I have recently discovered that my nanny is being economical with the truth.
I lurk on another nanny forum - I went on there initially to find out about ofsted registration and I'm a forum addict anyway so I occasionally go on there and have a read.
There was a post from a nanny looking to meet other nannies in my local area - I don't even normally look in that section but it caught my eye as it was the most recently posted post. There is also a post from the same nanny about another nanny job she is doing (on a day she doesn't work for me). Maybe I should have left there and then but I haven't got that much will power and from other posts it is clear it is my nanny. She has not told me about this job. She definitely didn't have it when she started with me as she used to work in a nursery on the other two days. I knew she was looking to leave the nursery and I recently asked her how the search was going and she said she hadn't found anything yet.
I love my nanny. She is fantastic. We get on really well (I think we do anyway - I hope she feels the same). I don't understand why she hasn't told me. On the one hand, it's not really any of my business but it has upset me that she hasn't been totally straight with me.
The only reason I can think of why she hasn't told me is that she is in the process of applying for Ofsted registration (which I am paying for) and maybe she thinks that if she tells me I will ask the other family to pay a share. I wouldn't do this - I agreed to pay and I will. But I would have appreciated her being totally honest with me. We had big issues with our ex-childminder not being totally straight with us so I am quite sensitive about it. I am also a bit upset that she obviously doesn't trust me enough to not go back on what we agreed (i.e. that I would pay for the registration). I also can't help but worry that there is another reason behind it like she is unhappy with us and is testing the water or something but I've asked her fairly recently if she is happy working for us and that if she has any issues she should talk to us - I think I am approachable. She said she was enjoying it.

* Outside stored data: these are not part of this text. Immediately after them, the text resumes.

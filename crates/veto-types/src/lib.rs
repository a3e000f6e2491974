//! # Veto Types Crate
//!
//! This crate contains the value types that flow through the vetoable change
//! bus: the subject handle, the change event and the veto signal.
//!
//! ## Design Principles
//!
//! - **Immutable Events**: A `ChangeEvent` never changes after construction;
//!   compensation builds a fresh, reversed event instead of mutating.
//! - **Identity Subjects**: A `Subject` compares by pointer identity, never by
//!   value, so two equal-looking beans are still different sources.
//! - **Veto Is Data**: A rejection is a `Result::Err(VetoSignal)`, not a panic.

pub mod errors;
pub mod event;
pub mod subject;

pub use errors::*;
pub use event::{ChangeEvent, PropertyValue};
pub use subject::Subject;
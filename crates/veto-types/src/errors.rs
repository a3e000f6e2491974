//! # Error Types
//!
//! Defines the veto signal shared by listeners, the dispatch engine and
//! callers that fire changes.

use crate::event::ChangeEvent;
use thiserror::Error;

/// Rejection of a proposed change, raised by a listener.
///
/// This is not a fault: it is the designed way for a listener to say "no".
/// It always carries the event that was rejected.
#[derive(Debug, Clone, PartialEq, Error)]
#[error("Change vetoed ({}): {}", .event.property_label(), .message)]
pub struct VetoSignal {
    event: ChangeEvent,
    message: String,
}

impl VetoSignal {
    /// Reject `event` with a reason.
    pub fn new(event: ChangeEvent, message: impl Into<String>) -> Self {
        Self {
            event,
            message: message.into(),
        }
    }

    /// Reject `event` without a specific reason.
    pub fn rejecting(event: &ChangeEvent) -> Self {
        Self::new(event.clone(), "rejected")
    }

    /// The event that was rejected.
    pub fn event(&self) -> &ChangeEvent {
        &self.event
    }

    /// Reason given by the vetoing listener.
    pub fn message(&self) -> &str {
        &self.message
    }
}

Apart from the issue of honesty, does this have tax implications? We agreed a gross wage in the contract so it shouldn't have cost implications for me and I assume her tax code with us hasn't changed (she has the standard tax code with us and had a BR code as the nursery) but if she'd told us offically I'd have phoned the payroll company to check.
Would you ask her about it? I worry that she will feel her space has been invaded but even though there are lots of nannies on the other site, there are a few employers too and I have found lots of useful information on there. I didn't set out to find her. Am I being over sensitive or would it upset you too?
I have thought carefully whether to post this as the same thing could happen to me (she might read it as as I know there is overlap with the sites) but actually I don't mind if she does as I have nothing but good things to say about her - I just wish she felt she could tell me.